Risale Haber-Haber Merkezi

(Bediüzzaman Said Nursi Hazretlerinin Emirdağ Lâhikası-2 adlı eserinden bölümler.)

Üçüncü nokta: Bu radyo makineciğinde ve mânevî kelimat çiçeklerine saksılık eden bu kapçıktaki bir avuç havanın gösterdikleri mu’cizât-ı kudretten bu hakikat anlaşılıyor ki, her bir zerre, Cenâb-ı Hakkı zâtıyla ve sıfâtıyla târif eder ve ispat eder. Bütün kâinatı teftiş eden hükemalar ve ulemalar, büyük ve geniş delillerle Zât-ı Vâcibü’l-Vücudun vücudunu ve vahdetini ispat etmek için bütün kâinatı nazara alırlar, sonra mârifetullahı tam elde ediyorlar. Halbuki nasıl güneş çıktığı vakit bir zerrecik cam, aynı deniz yüzü gibi güneşi gösteriyor ve o güneşe işaret ediyor. Öyle de, bu bir avuç havadaki her bir zerre de, mezkûr hakikate binaen, aynen kâinat denizindeki cilve-i tevhidi, sıfât-ı kemâliyle kendilerinde gösteriyorlar.

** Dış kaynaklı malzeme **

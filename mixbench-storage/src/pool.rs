//! Checkout of storage clients per operation.
//!
//! A [`ClientPool`] holds one client per endpoint. [`ClientPool::acquire`] hands out the client
//! with the fewest in-flight operations as a [`ClientLease`]; the lease is returned to the pool
//! when dropped, so every exit path of an operation releases what it acquired.

use std::ops::Deref;
use std::sync::Arc;
use std::sync::atomic::{AtomicUsize, Ordering};

use crate::client::StorageClient;
use crate::error::{Result, StorageError};

#[derive(Debug)]
struct Slot {
    client: Arc<dyn StorageClient>,
    in_flight: AtomicUsize,
}

#[derive(Debug)]
struct PoolInner {
    slots: Vec<Slot>,
    next: AtomicUsize,
}

/// Hands out storage clients, balancing operations across endpoints.
#[derive(Clone, Debug)]
pub struct ClientPool(Arc<PoolInner>);

impl ClientPool {
    /// Creates a pool with a single endpoint.
    pub fn single(client: impl StorageClient) -> Self {
        Self(Arc::new(PoolInner {
            slots: vec![Slot {
                client: Arc::new(client),
                in_flight: AtomicUsize::new(0),
            }],
            next: AtomicUsize::new(0),
        }))
    }

    /// Creates a pool serving the given clients.
    ///
    /// Returns [`StorageError::NoEndpoints`] if no client is given.
    pub fn from_clients(clients: impl IntoIterator<Item = Arc<dyn StorageClient>>) -> Result<Self> {
        let slots: Vec<_> = clients
            .into_iter()
            .map(|client| Slot {
                client,
                in_flight: AtomicUsize::new(0),
            })
            .collect();

        if slots.is_empty() {
            return Err(StorageError::NoEndpoints);
        }

        Ok(Self(Arc::new(PoolInner {
            slots,
            next: AtomicUsize::new(0),
        })))
    }

    /// Checks out the least busy client.
    ///
    /// Ties are broken round-robin, so a pool without load rotates through all endpoints.
    pub fn acquire(&self) -> ClientLease {
        let slots = &self.0.slots;
        let offset = self.0.next.fetch_add(1, Ordering::Relaxed);

        let index = (0..slots.len())
            .map(|i| (offset + i) % slots.len())
            .min_by_key(|&i| slots[i].in_flight.load(Ordering::Relaxed))
            .unwrap_or(0);

        slots[index].in_flight.fetch_add(1, Ordering::AcqRel);
        ClientLease {
            pool: Arc::clone(&self.0),
            index,
        }
    }

    /// Returns the number of leases currently held across all endpoints.
    pub fn in_flight(&self) -> usize {
        self.0
            .slots
            .iter()
            .map(|slot| slot.in_flight.load(Ordering::Acquire))
            .sum()
    }

    /// Returns the endpoints served by this pool.
    pub fn endpoints(&self) -> impl Iterator<Item = &str> {
        self.0.slots.iter().map(|slot| slot.client.endpoint())
    }
}

/// A client checked out of a [`ClientPool`].
///
/// Dereferences to the client. Dropping the lease releases it back to the pool.
#[derive(Debug)]
pub struct ClientLease {
    pool: Arc<PoolInner>,
    index: usize,
}

impl Deref for ClientLease {
    type Target = dyn StorageClient;

    fn deref(&self) -> &Self::Target {
        &*self.pool.slots[self.index].client
    }
}

impl Drop for ClientLease {
    fn drop(&mut self) {
        self.pool.slots[self.index]
            .in_flight
            .fetch_sub(1, Ordering::AcqRel);
    }
}
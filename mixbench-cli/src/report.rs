//! Prints a summary of the measured operations.

use std::fmt;
use std::time::Duration;

use bytesize::ByteSize;
use mixbench::{OpType, Operations};
use sketches_ddsketch::DDSketch;
use yansi::Paint;

/// Latency and size statistics of one operation type.
#[derive(Default)]
struct OpMetrics {
    timing: DDSketch,
    first_byte: DDSketch,
    bytes: u64,
    failures: usize,
}

impl OpMetrics {
    fn collect(ops: &Operations) -> Self {
        let mut metrics = Self::default();
        for op in ops {
            if op.is_err() {
                metrics.failures += 1;
                continue;
            }
            metrics.timing.add(op.duration().as_secs_f64());
            if let Some(ttfb) = op.time_to_first_byte() {
                metrics.first_byte.add(ttfb.as_secs_f64());
            }
            metrics.bytes += op.size;
        }
        metrics
    }
}

pub fn print_summary(ops: &Operations) {
    let duration = ops.span();

    for op_type in OpType::ALL {
        let typed = ops.filter_type(op_type);
        if typed.is_empty() {
            continue;
        }

        let metrics = OpMetrics::collect(&typed);
        println!();
        print!("{} ({} ops", format!("{op_type}:").bold().green(), typed.len().bold());
        if metrics.failures > 0 {
            print!(", {}", format!("{} FAILURES", metrics.failures).bold().red());
        }
        println!(")");

        if metrics.timing.count() == 0 {
            continue;
        }
        print_ops(&metrics.timing, duration);
        match op_type {
            OpType::Put | OpType::Get => print_throughput(metrics.bytes, duration),
            OpType::Stat | OpType::Delete => println!(),
        }
        print_percentiles("", &metrics.timing, Duration::from_secs_f64);
        if metrics.first_byte.count() > 0 {
            print_percentiles("ttfb ", &metrics.first_byte, Duration::from_secs_f64);
        }
    }

    let endpoints = ops.endpoints();
    println!();
    println!(
        "{} ({} ops, {} errors, {} endpoints, {:.2?})",
        "## TOTALS".bold(),
        ops.len().bold(),
        ops.errors().bold(),
        endpoints.len(),
        duration.bold()
    );
    let total = OpMetrics::collect(ops);
    if total.timing.count() > 0 {
        print_ops(&total.timing, duration);
        print_throughput(ops.total_bytes(), duration);
    }
}

fn quantile(sketch: &DDSketch, q: f64) -> f64 {
    sketch.quantile(q).ok().flatten().unwrap_or_default()
}

fn print_percentiles<T: fmt::Debug>(label: &str, sketch: &DDSketch, map: impl Fn(f64) -> T) {
    let ops = sketch.count();
    let avg = map(sketch.sum().unwrap_or_default() / ops as f64);
    let p50 = map(quantile(sketch, 0.5));
    let p90 = map(quantile(sketch, 0.9));
    let p99 = map(quantile(sketch, 0.99));
    println!(
        "  {label}avg: {:.2?}; p50: {p50:.2?}; p90: {p90:.2?}; p99: {p99:.2?}",
        avg.bold()
    );
}

fn print_ops(sketch: &DDSketch, duration: Duration) {
    let ops = sketch.count();
    let ops_ps = ops as f64 / duration.as_secs_f64().max(f64::EPSILON);
    print!("  {:.2} operations/s", ops_ps.bold());
}

fn print_throughput(total: u64, duration: Duration) {
    let throughput = (total as f64 / duration.as_secs_f64().max(f64::EPSILON)) as u64;
    println!(", {:.2}/s", ByteSize::b(throughput).bold());
}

İşte, Kur’ân-ı Hakîmin mânevî mu’cizesinin bir lem’ası olan Risale-i Nur bu hakikati izahatıyla ispat etmesi içindir ki müdakkik bir Nurcu, huzur-u daimî kazanmak ve mârifetullahı her vakit tahattur etmek için ve huzur-u daimî hâtırı için Lâ mevcude illâ Hû demeye mecbur olmuyor. Ve yine bir kısım ehl-i hakikatın dâimî huzuru bulmak için Lâ meşhûde illâ Hû dedikleri gibi, o Nurcu böyle demeye muhtaç olmuyor. Belki 2 وَفِى كُلِّ شَىْءٍ لَهُ اٰيَةٌ تَدُلُّ عَلٰۤى اَنَّهُ وَاحِدٌ parlak hakikatının kudsî penceresi ona kâfi geliyor. Bu kudsî Arabî fıkranın kısacık bir izahı şudur ki:

Evet, herkesin bu âlemde birer âlemi var, birer kâinatı var. Âdetâ zîşuurlar adedince birbiri içinde hadsiz kâinatlar, âlemler var. Herkesin hususî âleminin ve kâinatının ve dünyasının direği kendi hayatıdır. Nasıl herkesin elinde bir âyinesi bulunsa ve bir büyük saraya mukabil tutsa, herkes bir nevi saraya, âyinesi içinde sahip olur. Öyle de, herkesin hususî bir dünyası var. Bir kısım ehl-i hakikat bu hususî dünyasını Lâ mevcude illâ Hû diye inkâr etmekle, terk-i mâsivâ sırrıyla Cenâb-ı Hakka karşı huzur-u dâimî ve mârifet-i İlâhiye bulur.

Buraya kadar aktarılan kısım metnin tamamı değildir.